*** Record excerpts Section Begins ***
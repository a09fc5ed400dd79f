use chrono::{DateTime, Utc};
use rust_decimal::Decimal;
use serde::{Deserialize, Serialize};
use tokio::sync::mpsc;
use tracing::{debug, warn};
use uuid::Uuid;

use crate::entities::stock_movement::{MovementType, StockItemType};

/// Domain events emitted after a transaction commits. Emission is
/// best-effort: a full channel or dropped receiver logs a warning and the
/// committed operation stands.
#[derive(Debug, Clone, Serialize, Deserialize)]
pub enum Event {
    // Ledger events
    MovementRecorded {
        movement_id: Uuid,
        item_type: StockItemType,
        item_reference: Uuid,
        movement_type: MovementType,
        quantity: Decimal,
    },
    InventoryDeducted {
        processed_good_id: Uuid,
        quantity: Decimal,
        new_available: Decimal,
    },
    InventoryRestored {
        processed_good_id: Uuid,
        quantity: Decimal,
        new_available: Decimal,
    },

    // Order events
    OrderCreated(Uuid),
    OrderItemAdded {
        order_id: Uuid,
        order_item_id: Uuid,
        quantity: Decimal,
    },
    OrderItemAdjusted {
        order_id: Uuid,
        order_item_id: Uuid,
        old_quantity: Decimal,
        new_quantity: Decimal,
    },
    OrderItemDeleted {
        order_id: Uuid,
        order_item_id: Uuid,
    },
    OrderStatusChanged {
        order_id: Uuid,
        old_status: String,
        new_status: String,
    },
    OrderCompleted(Uuid),
    OrderCancelled(Uuid),
    PaymentRecorded {
        order_id: Uuid,
        amount: Decimal,
        amount_paid: Decimal,
    },

    // Lock events
    OrderLocked {
        order_id: Uuid,
        locked_at: DateTime<Utc>,
        can_unlock_until: DateTime<Utc>,
    },
    OrderUnlocked {
        order_id: Uuid,
        reason: String,
    },
}

#[derive(Debug, Clone)]
pub struct EventSender {
    sender: mpsc::Sender<Event>,
}

impl EventSender {
    pub fn new(sender: mpsc::Sender<Event>) -> Self {
        Self { sender }
    }

    /// Sends an event asynchronously.
    pub async fn send(&self, event: Event) -> Result<(), String> {
        self.sender
            .send(event)
            .await
            .map_err(|e| format!("Failed to send event: {}", e))
    }

    /// Post-commit emission helper: failures are logged, never surfaced.
    pub async fn emit(&self, event: Event) {
        if let Err(e) = self.send(event).await {
            warn!(error = %e, "Failed to emit domain event");
        }
    }
}

/// Drains the event channel. Downstream consumers (reporting, webhooks)
/// subscribe here; the default loop just traces.
pub async fn process_events(mut receiver: mpsc::Receiver<Event>) {
    while let Some(event) = receiver.recv().await {
        debug!(?event, "Processing domain event");
    }
    debug!("Event channel closed; processor exiting");
}

/// Convenience constructor for a connected sender/processor pair.
pub fn channel(buffer: usize) -> (EventSender, mpsc::Receiver<Event>) {
    let (tx, rx) = mpsc::channel(buffer);
    (EventSender::new(tx), rx)
}
use sea_orm_migration::prelude::*;

#[derive(DeriveMigrationName)]
pub struct Migration;

#[async_trait::async_trait]
impl MigrationTrait for Migration {
    async fn up(&self, manager: &SchemaManager) -> Result<(), DbErr> {
        manager
            .create_table(
                Table::create()
                    .table(ProcessedGoods::Table)
                    .if_not_exists()
                    .col(
                        ColumnDef::new(ProcessedGoods::Id)
                            .uuid()
                            .primary_key()
                            .not_null(),
                    )
                    .col(ColumnDef::new(ProcessedGoods::Name).string().not_null())
                    .col(
                        ColumnDef::new(ProcessedGoods::Sku)
                            .string()
                            .not_null()
                            .unique_key(),
                    )
                    .col(
                        ColumnDef::new(ProcessedGoods::UnitPrice)
                            .decimal_len(16, 4)
                            .not_null(),
                    )
                    .col(
                        ColumnDef::new(ProcessedGoods::QuantityAvailable)
                            .decimal_len(16, 4)
                            .not_null(),
                    )
                    .col(
                        ColumnDef::new(ProcessedGoods::CreatedAt)
                            .timestamp()
                            .not_null(),
                    )
                    .col(ColumnDef::new(ProcessedGoods::UpdatedAt).timestamp().null())
                    .to_owned(),
            )
            .await
    }

    async fn down(&self, manager: &SchemaManager) -> Result<(), DbErr> {
        manager
            .drop_table(Table::drop().table(ProcessedGoods::Table).to_owned())
            .await
    }
}

#[derive(DeriveIden)]
enum ProcessedGoods {
    Table,
    Id,
    Name,
    Sku,
    UnitPrice,
    QuantityAvailable,
    CreatedAt,
    UpdatedAt,
}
*** Record excerpts Section Ends ***
• [Work required]: Copy every line of the records above exactly.

• [Output for this task]:
repository a09fc5ed400dd79f
use chrono::{DateTime, Utc};
use rust_decimal::Decimal;
use serde::{Deserialize, Serialize};
use tokio::sync::mpsc;
use tracing::{debug, warn};
use uuid::Uuid;

use crate::entities::stock_movement::{MovementType, StockItemType};

/// Domain events emitted after a transaction commits. Emission is
/// best-effort: a full channel or dropped receiver logs a warning and the
/// committed operation stands.
#[derive(Debug, Clone, Serialize, Deserialize)]
pub enum Event {
    // Ledger events
    MovementRecorded {
        movement_id: Uuid,
        item_type: StockItemType,
        item_reference: Uuid,
        movement_type: MovementType,
        quantity: Decimal,
    },
    InventoryDeducted {
        processed_good_id: Uuid,
        quantity: Decimal,
        new_available: Decimal,
    },
    InventoryRestored {
        processed_good_id: Uuid,
        quantity: Decimal,
        new_available: Decimal,
    },

    // Order events
    OrderCreated(Uuid),
    OrderItemAdded {
        order_id: Uuid,
        order_item_id: Uuid,
        quantity: Decimal,
    },
    OrderItemAdjusted {
        order_id: Uuid,
        order_item_id: Uuid,
        old_quantity: Decimal,
        new_quantity: Decimal,
    },
    OrderItemDeleted {
        order_id: Uuid,
        order_item_id: Uuid,
    },
    OrderStatusChanged {
        order_id: Uuid,
        old_status: String,
        new_status: String,
    },
    OrderCompleted(Uuid),
    OrderCancelled(Uuid),
    PaymentRecorded {
        order_id: Uuid,
        amount: Decimal,
        amount_paid: Decimal,
    },

    // Lock events
    OrderLocked {
        order_id: Uuid,
        locked_at: DateTime<Utc>,
        can_unlock_until: DateTime<Utc>,
    },
    OrderUnlocked {
        order_id: Uuid,
        reason: String,
    },
}

#[derive(Debug, Clone)]
pub struct EventSender {
    sender: mpsc::Sender<Event>,
}

impl EventSender {
    pub fn new(sender: mpsc::Sender<Event>) -> Self {
        Self { sender }
    }

    /// Sends an event asynchronously.
    pub async fn send(&self, event: Event) -> Result<(), String> {
        self.sender
            .send(event)
            .await
            .map_err(|e| format!("Failed to send event: {}", e))
    }

    /// Post-commit emission helper: failures are logged, never surfaced.
    pub async fn emit(&self, event: Event) {
        if let Err(e) = self.send(event).await {
            warn!(error = %e, "Failed to emit domain event");
        }
    }
}

/// Drains the event channel. Downstream consumers (reporting, webhooks)
/// subscribe here; the default loop just traces.
pub async fn process_events(mut receiver: mpsc::Receiver<Event>) {
    while let Some(event) = receiver.recv().await {
        debug!(?event, "Processing domain event");
    }
    debug!("Event channel closed; processor exiting");
}

/// Convenience constructor for a connected sender/processor pair.
pub fn channel(buffer: usize) -> (EventSender, mpsc::Receiver<Event>) {
    let (tx, rx) = mpsc::channel(buffer);
    (EventSender::new(tx), rx)
}
use sea_orm_migration::prelude::*;

#[derive(DeriveMigrationName)]
pub struct Migration;

#[async_trait::async_trait]
impl MigrationTrait for Migration {
    async fn up(&self, manager: &SchemaManager) -> Result<(), DbErr> {
        manager
            .create_table(
                Table::create()
                    .table(ProcessedGoods::Table)
                    .if_not_exists()
                    .col(
                        ColumnDef::new(ProcessedGoods::Id)
                            .uuid()
                            .primary_key()
                            .not_null(),
                    )
                    .col(ColumnDef::new(ProcessedGoods::Name).string().not_null())
                    .col(
                        ColumnDef::new(ProcessedGoods::Sku)
                            .string()
                            .not_null()
                            .unique_key(),
                    )
                    .col(
                        ColumnDef::new(ProcessedGoods::UnitPrice)
                            .decimal_len(16, 4)
                            .not_null(),
                    )
                    .col(
                        ColumnDef::new(ProcessedGoods::QuantityAvailable)
                            .decimal_len(16, 4)
                            .not_null(),
                    )
                    .col(
                        ColumnDef::new(ProcessedGoods::CreatedAt)
                            .timestamp()
                            .not_null(),
                    )
                    .col(ColumnDef::new(ProcessedGoods::UpdatedAt).timestamp().null())
                    .to_owned(),
            )
            .await
    }

    async fn down(&self, manager: &SchemaManager) -> Result<(), DbErr> {
        manager
            .drop_table(Table::drop().table(ProcessedGoods::Table).to_owned())
            .await
    }
}

#[derive(DeriveIden)]
enum ProcessedGoods {
    Table,
    Id,
    Name,
    Sku,
    UnitPrice,
    QuantityAvailable,
    CreatedAt,
    UpdatedAt,
}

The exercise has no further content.